Continuó el número desproporcionado de ataques contra los pueblos indígenas, con más de un tercio de todos los ataques fatales contra los pueblos indígenas, a pesar de que las comunidades indígenas representan solo el 5% de la población mundial. Los pueblos indígenas también fueron el objetivo de 5 de los 7 asesinatos en masa registrados en 2020.
Como ha sido el caso en años anteriores, en 2020 casi 9 de cada 10 de las víctimas de ataques letales eran hombres. Al mismo tiempo, las mujeres que actúan y alzan la voz también se enfrentan a formas de violencia específicas de género, incluida la violencia sexual. Las mujeres a menudo tienen un desafío doble: la lucha pública para proteger su tierra y la lucha menos visible para defender su derecho a hablar dentro de sus comunidades y familias.
[Los defensores] están en riesgo porque se encuentran viviendo en o cerca de algo que alguna corporación está exigiendo. Esa demanda, la demanda del mayor beneficio posible, la línea de tiempo más rápida posible, la operación más barata posible, parece traducirse eventualmente en el entendimiento, en algún lugar, de que el alborotador debe ir.– Bill McKibben
El negocio es responsable
Muchas empresas se involucran en un modelo económico extractivo que prioriza abrumadoramente las ganancias sobre los derechos humanos y el medio ambiente. Este poder corporativo irresponsable es la fuerza subyacente que no solo ha llevado la crisis climática al borde, sino que ha continuado perpetuando la matanza de defensores.
En demasiados países, ricos en recursos naturales y biodiversidad crítica para el clima, las corporaciones operan con casi total impunidad. Debido a que el equilibrio de poder está a favor de las corporaciones, es raro que alguien sea arrestado o llevado a los tribunales por matar a defensores. Cuando lo están, generalmente son los hombres que disparan, los que sostienen las armas, no los que de otro modo podrían estar implicados, directa o indirectamente, en el crimen.

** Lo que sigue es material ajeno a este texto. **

#[cfg(test)]
mod tests {
    use super::*;
    use crate::imaging::backend::tests::{MockBackend, RecordedOp};
    use crate::imaging::{RasterFormat, RasterImage, RustBackend};
    use crate::ingest::{Ingestor, UploadedFile};
    use crate::storage::LocalFs;
    use crate::test_helpers::{encode_test_image, setup_layout, write_test_image};

    fn ingest_png(layout: &AssetLayout, width: u32, height: u32) -> (String, Vec<u8>) {
        let bytes = encode_test_image(RasterFormat::Png, width, height);
        let backend = RustBackend::new();
        let meta = Ingestor::new(&backend, &LocalFs, layout, &MediaConfig::default())
            .ingest(&UploadedFile::new("photo.png", "image/png", bytes.clone()))
            .unwrap();
        (meta.filename, bytes)
    }

    // =========================================================================
    // manipulate
    // =========================================================================

    #[test]
    fn manipulate_updates_working_copy_and_thumbnail() {
        let (_tmp, layout) = setup_layout();
        let (name, original) = ingest_png(&layout, 80, 40);
        let backend = RustBackend::new();
        let manager = AssetManager::new(&backend, &LocalFs, &layout, &MediaConfig::default());

        let result = manager
            .manipulate(&name, &Operation::Rotate { degrees: 90.0 })
            .unwrap();

        assert_eq!((result.width, result.height), (40, 80));
        assert_eq!(result.operation, "rotate");
        let asset = layout.asset(&name);
        assert_ne!(std::fs::read(&asset.working_path).unwrap(), original);
        assert_eq!(std::fs::read(&asset.pristine_path).unwrap(), original);
        let thumb = RasterImage::load(&std::fs::read(&asset.thumbnail_path).unwrap()).unwrap();
        assert_eq!(thumb.dimensions(), (300, 300));
    }

    #[test]
    fn manipulate_missing_asset_errors() {
        let (_tmp, layout) = setup_layout();
        let backend = MockBackend::new();
        let manager = AssetManager::new(&backend, &LocalFs, &layout, &MediaConfig::default());

        let err = manager.manipulate("nope.png", &Operation::Grayscale).unwrap_err();
        assert!(matches!(err, AssetError::WorkingMissing(name) if name == "nope.png"));
        assert!(backend.get_operations().is_empty());
    }

    #[test]
    fn manipulate_invalid_dimensions_leaves_files() {
        let (_tmp, layout) = setup_layout();
        let (name, original) = ingest_png(&layout, 30, 30);
        let backend = RustBackend::new();
        let manager = AssetManager::new(&backend, &LocalFs, &layout, &MediaConfig::default());

        let err = manager
            .manipulate(
                &name,
                &Operation::Crop {
                    width: 0,
                    height: 5,
                    x: None,
                    y: None,
                },
            )
            .unwrap_err();

        assert!(matches!(
            err,
            AssetError::Imaging(ImagingError::InvalidDimensions { .. })
        ));
        assert_eq!(std::fs::read(layout.asset(&name).working_path).unwrap(), original);
    }

    #[test]
    fn manipulate_uses_configured_quality() {
        let (_tmp, layout) = setup_layout();
        std::fs::create_dir_all(layout.original_dir()).unwrap();
        write_test_image(&layout.original_dir(), "a.jpg", RasterFormat::Jpeg, 10, 10);
        let backend = MockBackend::new();
        let mut config = MediaConfig::default();
        config.images.quality = 55;
        let manager = AssetManager::new(&backend, &LocalFs, &layout, &config);

        manager.manipulate("a.jpg", &Operation::Sharpen).unwrap();

        let ops = backend.get_operations();
        assert!(matches!(&ops[0], RecordedOp::Manipulate { quality: 55, .. }));
        assert!(matches!(&ops[1], RecordedOp::Thumbnail { quality: 55, .. }));
    }

    #[test]
    fn manipulate_reports_stale_thumbnail_after_write() {
        let (_tmp, layout) = setup_layout();
        std::fs::create_dir_all(layout.original_dir()).unwrap();
        write_test_image(&layout.original_dir(), "a.png", RasterFormat::Png, 10, 10);
        let backend = MockBackend::failing_thumbnails();
        let manager = AssetManager::new(&backend, &LocalFs, &layout, &MediaConfig::default());

        let err = manager.manipulate("a.png", &Operation::Grayscale).unwrap_err();

        assert!(matches!(&err, AssetError::StaleThumbnail { filename, .. } if filename == "a.png"));
        assert!(err.to_string().contains("was updated"));
        let ops = backend.get_operations();
        assert!(matches!(&ops[0], RecordedOp::Manipulate { .. }));
        assert!(matches!(&ops[1], RecordedOp::Thumbnail { .. }));
    }

    // =========================================================================
    // revert
    // =========================================================================

    #[test]
    fn revert_restores_original_bytes() {
        let (_tmp, layout) = setup_layout();
        let (name, original) = ingest_png(&layout, 64, 32);
        let backend = RustBackend::new();
        let manager = AssetManager::new(&backend, &LocalFs, &layout, &MediaConfig::default());

        manager.manipulate(&name, &Operation::Grayscale).unwrap();
        manager
            .manipulate(
                &name,
                &Operation::Resize {
                    width: 10,
                    height: 10,
                    maintain_aspect: false,
                },
            )
            .unwrap();
        let dims = manager.revert(&name).unwrap();

        assert_eq!(dims, Some(Dimensions { width: 64, height: 32 }));
        assert_eq!(std::fs::read(layout.asset(&name).working_path).unwrap(), original);
    }

    #[test]
    fn revert_without_pristine_errors() {
        let (_tmp, layout) = setup_layout();
        let (name, _) = ingest_png(&layout, 20, 20);
        std::fs::remove_file(layout.asset(&name).pristine_path).unwrap();
        let backend = RustBackend::new();
        let manager = AssetManager::new(&backend, &LocalFs, &layout, &MediaConfig::default());

        assert!(matches!(
            manager.revert(&name),
            Err(AssetError::PristineMissing(_))
        ));
    }

    #[test]
    fn revert_video_restores_without_thumbnail() {
        let (_tmp, layout) = setup_layout();
        for dir in layout.directories() {
            std::fs::create_dir_all(dir).unwrap();
        }
        let asset = layout.asset("clip_1.mp4");
        std::fs::write(&asset.pristine_path, b"original video").unwrap();
        std::fs::write(&asset.working_path, b"edited video").unwrap();
        let backend = MockBackend::new();
        let manager = AssetManager::new(&backend, &LocalFs, &layout, &MediaConfig::default());

        assert_eq!(manager.revert("clip_1.mp4").unwrap(), None);
        assert_eq!(std::fs::read(&asset.working_path).unwrap(), b"original video");
        assert!(backend.get_operations().is_empty());
    }

    // =========================================================================
    // delete
    // =========================================================================

    #[test]
    fn delete_removes_all_copies() {
        let (_tmp, layout) = setup_layout();
        let (name, _) = ingest_png(&layout, 20, 20);
        let backend = MockBackend::new();
        let manager = AssetManager::new(&backend, &LocalFs, &layout, &MediaConfig::default());

        let report = manager.delete(&name);

        assert!(report.success());
        assert_eq!(report.removed.len(), 3);
        assert!(report.missing.is_empty());
        for path in layout.asset(&name).paths() {
            assert!(!path.exists());
        }
    }

    #[test]
    fn delete_tolerates_missing_copies() {
        let (_tmp, layout) = setup_layout();
        let (name, _) = ingest_png(&layout, 20, 20);
        std::fs::remove_file(layout.asset(&name).pristine_path).unwrap();
        let backend = MockBackend::new();
        let manager = AssetManager::new(&backend, &LocalFs, &layout, &MediaConfig::default());

        let report = manager.delete(&name);

        assert!(report.success());
        assert_eq!(report.removed.len(), 2);
        assert_eq!(report.missing, vec![layout.asset(&name).pristine_path]);
    }

    #[test]
    fn delete_unknown_asset_succeeds() {
        let (_tmp, layout) = setup_layout();
        let backend = MockBackend::new();
        let manager = AssetManager::new(&backend, &LocalFs, &layout, &MediaConfig::default());

        let report = manager.delete("ghost.png");
        assert!(report.success());
        assert!(report.removed.is_empty());
        assert_eq!(report.missing.len(), 3);
        assert!(report.messages().is_empty());
    }

    #[test]
    fn delete_removes_video_poster() {
        let (_tmp, layout) = setup_layout();
        for dir in layout.directories() {
            std::fs::create_dir_all(dir).unwrap();
        }
        let asset = layout.asset("clip_1.mp4");
        std::fs::write(&asset.working_path, b"v").unwrap();
        std::fs::write(asset.poster_path(), b"p").unwrap();
        let backend = MockBackend::new();
        let manager = AssetManager::new(&backend, &LocalFs, &layout, &MediaConfig::default());

        let report = manager.delete("clip_1.mp4");
        assert!(report.removed.contains(&asset.poster_path()));
        assert!(!asset.poster_path().exists());
    }

    // =========================================================================
    // rebuild
    // =========================================================================

    #[test]
    fn rebuild_regenerates_every_image() {
        let (_tmp, layout) = setup_layout();
        let (a, _) = ingest_png(&layout, 40, 20);
        let (b, _) = ingest_png(&layout, 20, 40);
        std::fs::write(layout.original_dir().join("clip.mp4"), b"video").unwrap();
        std::fs::remove_file(layout.asset(&a).thumbnail_path).unwrap();

        let backend = RustBackend::new();
        let mut config = MediaConfig::default();
        config.thumbnails.width = 16;
        config.thumbnails.height = 8;
        let manager = AssetManager::new(&backend, &LocalFs, &layout, &config);
        let (tx, rx) = std::sync::mpsc::channel();

        let summary = manager.rebuild_thumbnails(Some(tx));

        assert_eq!(
            summary,
            RebuildSummary {
                rebuilt: 2,
                skipped: 1,
                failed: 0
            }
        );
        let events: Vec<RebuildEvent> = rx.iter().collect();
        assert_eq!(events[0], RebuildEvent::Started { total: 3 });
        assert_eq!(events.len(), 4);
        for name in [&a, &b] {
            let thumb = backend.identify(&layout.asset(name).thumbnail_path).unwrap();
            assert_eq!(thumb, Dimensions { width: 16, height: 8 });
        }
    }

    #[test]
    fn rebuild_reports_failures() {
        let (_tmp, layout) = setup_layout();
        std::fs::create_dir_all(layout.original_dir()).unwrap();
        std::fs::create_dir_all(layout.thumb_dir()).unwrap();
        std::fs::write(layout.original_dir().join("bad.png"), b"garbage").unwrap();
        let backend = RustBackend::new();
        let manager = AssetManager::new(&backend, &LocalFs, &layout, &MediaConfig::default());

        let summary = manager.rebuild_thumbnails(None);
        assert_eq!(summary.failed, 1);
        assert_eq!(summary.rebuilt, 0);
    }

    #[test]
    fn rebuild_of_empty_root_does_nothing() {
        let (_tmp, layout) = setup_layout();
        let backend = MockBackend::new();
        let manager = AssetManager::new(&backend, &LocalFs, &layout, &MediaConfig::default());
        assert_eq!(manager.rebuild_thumbnails(None), RebuildSummary::default());
        assert!(backend.get_operations().is_empty());
    }
}
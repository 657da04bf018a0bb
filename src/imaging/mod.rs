//! Image processing: decode, transform, filter, re-encode.
//!
//! | Operation | Crate / function |
//! |---|---|
//! | **Decode / identify** | `image` crate (JPEG, PNG, GIF, WebP) |
//! | **Resize / thumbnail** | Lanczos3 + center crop (cover-and-crop) |
//! | **Rotate** | exact quarter turns, bilinear otherwise |
//! | **Filters** | grayscale, brightness, contrast, 3x3 sharpen, color overlay |
//! | **Encode** | `image` (JPEG/PNG/GIF), `webp` (lossy WebP) |
//!
//! The module is split into:
//! - **Raster**: [`RasterImage`]: decoded pixels, format, working quality
//! - **Canvas**: transparency-aware destination buffers shared by every operation
//! - **Transform / Filters**: the engine, as methods on [`RasterImage`]
//! - **Calculations**: Pure functions for dimension math (unit testable)
//! - **Parameters**: Data structures describing image operations
//! - **Backend**: [`ImageBackend`] trait + [`RustBackend`]
//! - **Operations**: High-level functions combining configuration + backend

pub mod backend;
pub mod calculations;
mod canvas;
pub mod filters;
pub mod operation;
pub mod operations;
pub mod params;
pub mod raster;
pub mod rust_backend;
mod transform;

pub use backend::{Dimensions, ImageBackend, ImagingError};
pub use operation::{OPERATION_NAMES, Operation, OperationParams};
pub use operations::{ThumbnailConfig, apply_operation, create_thumbnail, get_dimensions};
pub use params::{ManipulateParams, Quality, Region, ThumbnailParams};
pub use raster::{RasterFormat, RasterImage};
pub use rust_backend::RustBackend;
use clap::{Parser, Subcommand};
use gallery_media::assets::AssetManager;
use gallery_media::imaging::{Operation, OperationParams, RustBackend};
use gallery_media::ingest::{Ingestor, UploadedFile, mime_for_extension};
use gallery_media::storage::{AssetLayout, LocalFs};
use gallery_media::video::KeyframeExtractor;
use gallery_media::{config, output};
use std::path::{Path, PathBuf};
use std::process::ExitCode;
use tracing_subscriber::EnvFilter;

fn version_string() -> &'static str {
    let on_tag = env!("ON_RELEASE_TAG");
    if on_tag == "true" {
        env!("CARGO_PKG_VERSION")
    } else {
        let hash = env!("GIT_HASH");
        if hash.is_empty() {
            "dev@unknown"
        } else {
            // Leaked once; called a single time at startup
            Box::leak(format!("dev@{hash}").into_boxed_str())
        }
    }
}

#[derive(Parser)]
#[command(name = "gallery-media")]
#[command(about = "Media ingestion and transform pipeline for a photo and video gallery")]
#[command(long_about = "\
Media ingestion and transform pipeline for a photo and video gallery

Every asset is stored three times under the asset root:

  media/
  ├── gallery-media.toml     # Config (optional)
  ├── original/              # Working copies, edited by 'manipulate'
  ├── pristine/              # Untouched uploads, used by 'revert'
  └── thumb/                 # Thumbnails, regenerated after every edit

Video thumbnails need ffmpeg; without it videos are stored with no thumbnail.

Set RUST_LOG=debug for detailed logs.
Run 'gallery-media gen-config' to generate a documented gallery-media.toml.")]
#[command(version = version_string())]
struct Cli {
    /// Asset root holding original/, pristine/ and thumb/
    #[arg(long, default_value = "media", global = true)]
    root: PathBuf,

    /// Directory containing gallery-media.toml (defaults to the asset root)
    #[arg(long, global = true)]
    config_dir: Option<PathBuf>,

    #[command(subcommand)]
    command: Command,
}

/// Numeric parameters for `manipulate`; which are required depends on the
/// operation.
#[derive(clap::Args, Clone)]
struct OperationArgs {
    #[arg(long)]
    width: Option<i64>,
    #[arg(long)]
    height: Option<i64>,
    /// Crop origin (defaults to centered)
    #[arg(long, allow_negative_numbers = true)]
    x: Option<i64>,
    #[arg(long, allow_negative_numbers = true)]
    y: Option<i64>,
    /// Resize to exactly width x height, ignoring aspect ratio
    #[arg(long)]
    stretch: bool,
    /// Rotation, counter-clockwise
    #[arg(long, allow_negative_numbers = true)]
    degrees: Option<f64>,
    /// Brightness (-255..255) or contrast (-100..100)
    #[arg(long, allow_negative_numbers = true)]
    level: Option<i32>,
    #[arg(long)]
    red: Option<i32>,
    #[arg(long)]
    green: Option<i32>,
    #[arg(long)]
    blue: Option<i32>,
    /// Overlay opacity in percent
    #[arg(long)]
    opacity: Option<f64>,
}

impl From<OperationArgs> for OperationParams {
    fn from(args: OperationArgs) -> Self {
        OperationParams {
            width: args.width,
            height: args.height,
            x: args.x,
            y: args.y,
            maintain_aspect: Some(!args.stretch),
            degrees: args.degrees,
            level: args.level,
            red: args.red,
            green: args.green,
            blue: args.blue,
            opacity: args.opacity,
        }
    }
}

#[derive(Subcommand)]
enum Command {
    /// Store an upload: working copy, pristine backup and thumbnail
    Ingest {
        file: PathBuf,
        /// Declared MIME type (guessed from the extension when omitted)
        #[arg(long)]
        mime: Option<String>,
        /// Name to record as the uploader's file name
        #[arg(long)]
        name: Option<String>,
    },
    /// Apply one operation to an asset's working copy
    Manipulate {
        filename: String,
        /// resize, crop, thumbnail, rotate, flip_horizontal, flip_vertical,
        /// grayscale, brightness, contrast, sharpen, color_overlay
        operation: String,
        #[command(flatten)]
        params: OperationArgs,
    },
    /// Restore an asset's working copy from its pristine backup
    Revert { filename: String },
    /// Remove all copies of an asset
    Delete { filename: String },
    /// Regenerate every image thumbnail from its working copy
    RebuildThumbs,
    /// Print duration and size of a video
    Probe { video: PathBuf },
    /// Extract one frame of a video as an image
    VideoThumb {
        video: PathBuf,
        output: PathBuf,
        /// Seconds into the video (defaults to config)
        #[arg(long)]
        at: Option<f64>,
        #[arg(long)]
        width: Option<u32>,
        #[arg(long)]
        height: Option<u32>,
    },
    /// Print a stock gallery-media.toml with all options documented
    GenConfig,
}

fn main() -> Result<ExitCode, Box<dyn std::error::Error>> {
    tracing_subscriber::fmt()
        .with_env_filter(EnvFilter::try_from_default_env().unwrap_or_else(|_| EnvFilter::new("info")))
        .with_writer(std::io::stderr)
        .init();

    let cli = Cli::parse();

    let media_config = match cli.command {
        Command::GenConfig => {
            print!("{}", config::stock_config_toml());
            return Ok(ExitCode::SUCCESS);
        }
        _ => config::load_config(cli.config_dir.as_deref().unwrap_or(cli.root.as_path()))?,
    };
    let layout = AssetLayout::new(&cli.root);
    let backend = RustBackend::new();
    let fs = LocalFs;

    match cli.command {
        Command::Ingest { file, mime, name } => {
            let upload = read_upload(&file, mime, name)?;
            let ingestor = Ingestor::new(&backend, &fs, &layout, &media_config);
            if upload.is_video() {
                let extractor = KeyframeExtractor::system(media_config.video.ffmpeg_path.clone());
                match ingestor.ingest_video(&upload, &extractor) {
                    Ok(video) => output::print_video_ingest_output(&video),
                    Err(errors) => {
                        output::print_upload_errors(&errors);
                        return Ok(ExitCode::FAILURE);
                    }
                }
            } else {
                match ingestor.ingest(&upload) {
                    Ok(meta) => output::print_ingest_output(&meta),
                    Err(errors) => {
                        output::print_upload_errors(&errors);
                        return Ok(ExitCode::FAILURE);
                    }
                }
            }
        }
        Command::Manipulate {
            filename,
            operation,
            params,
        } => {
            let operation = Operation::from_request(&operation, &params.into())?;
            let manager = AssetManager::new(&backend, &fs, &layout, &media_config);
            let result = manager.manipulate(&filename, &operation)?;
            output::print_manipulate_output(&result);
        }
        Command::Revert { filename } => {
            let manager = AssetManager::new(&backend, &fs, &layout, &media_config);
            let dims = manager.revert(&filename)?;
            output::print_revert_output(&filename, dims.as_ref());
        }
        Command::Delete { filename } => {
            let manager = AssetManager::new(&backend, &fs, &layout, &media_config);
            let report = manager.delete(&filename);
            output::print_delete_output(&report);
            if !report.success() {
                return Ok(ExitCode::FAILURE);
            }
        }
        Command::RebuildThumbs => {
            init_thread_pool(&media_config.processing);
            let manager = AssetManager::new(&backend, &fs, &layout, &media_config);
            let (tx, rx) = std::sync::mpsc::channel();
            let printer = std::thread::spawn(move || {
                for event in rx {
                    for line in output::format_rebuild_event(&event) {
                        println!("{}", line);
                    }
                }
            });
            let summary = manager.rebuild_thumbnails(Some(tx));
            printer.join().map_err(|_| "output thread panicked")?;
            output::print_rebuild_summary(&summary);
            if summary.failed > 0 {
                return Ok(ExitCode::FAILURE);
            }
        }
        Command::Probe { video } => {
            let extractor = KeyframeExtractor::system(media_config.video.ffmpeg_path.clone());
            let probe = extractor.probe(&video);
            output::print_probe(&video, extractor.is_available(), &probe);
        }
        Command::VideoThumb {
            video,
            output: out,
            at,
            width,
            height,
        } => {
            let settings = &media_config.video;
            let extractor = KeyframeExtractor::system(settings.ffmpeg_path.clone());
            let ok = extractor.extract_thumbnail(
                &video,
                &out,
                at.unwrap_or(settings.thumbnail_at),
                width.unwrap_or(settings.thumbnail_width),
                height.or(settings.thumbnail_height),
            );
            if !ok {
                eprintln!("No keyframe extracted from {}", video.display());
                return Ok(ExitCode::FAILURE);
            }
            println!("{} \u{2192} {}", video.display(), out.display());
        }
        // Printed before the config is loaded.
        Command::GenConfig => {}
    }

    Ok(ExitCode::SUCCESS)
}

/// Read a file from disk as an upload, declaring its MIME type from
/// `--mime`, then the extension.
fn read_upload(
    file: &Path,
    mime: Option<String>,
    name: Option<String>,
) -> Result<UploadedFile, std::io::Error> {
    let bytes = std::fs::read(file)?;
    let original_name = name.unwrap_or_else(|| {
        file.file_name()
            .map(|n| n.to_string_lossy().into_owned())
            .unwrap_or_default()
    });
    let extension = file
        .extension()
        .map(|e| e.to_string_lossy().into_owned())
        .unwrap_or_default();
    let mime = mime.unwrap_or_else(|| {
        mime_for_extension(&extension)
            .unwrap_or("application/octet-stream")
            .to_string()
    });
    Ok(UploadedFile::new(original_name, mime, bytes))
}

/// Initialize the rayon thread pool based on processing config.
///
/// Caps at the number of available CPU cores: config can constrain down, not up.
fn init_thread_pool(processing: &config::ProcessingConfig) {
    let threads = config::effective_threads(processing);
    rayon::ThreadPoolBuilder::new()
        .num_threads(threads)
        .build_global()
        .ok();
}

Los gobiernos deben detener la violencia
Los gobiernos han estado demasiado dispuestos a hacer la vista gorda y no han cumplido su mandato básico de defender y proteger los derechos humanos. No protegen a los defensores de la tierra y el medio ambiente, en muchos casos perpetran directamente la violencia contra ellos y en otros son cómplices de las empresas.
Peor aún, estados de todo el mundo, desde Estados Unidos hasta Brasil, Colombia y Filipinas, utilizaron la pandemia de COVID para fortalecer medidas draconianas para controlar a los ciudadanos y cerrar el espacio cívico.
Existe un vínculo claro entre la disponibilidad de espacio cívico y los ataques contra los defensores: las sociedades más abiertas y tolerantes sufren muy pocos ataques, mientras que en las sociedades restringidas, los ataques son mucho más frecuentes.
Recomendaciones
A medida que se intensifica la crisis climática, también lo hace su impacto en las personas, incluidos los defensores de la tierra y el medio ambiente. Una acción climática significativa requiere proteger a los defensores y viceversa. Sin un cambio significativo, es probable que esta situación empeore: a medida que se acaparen más tierras y se talen más bosques en aras de las ganancias a corto plazo, tanto la crisis climática como los ataques contra los defensores seguirán empeorando.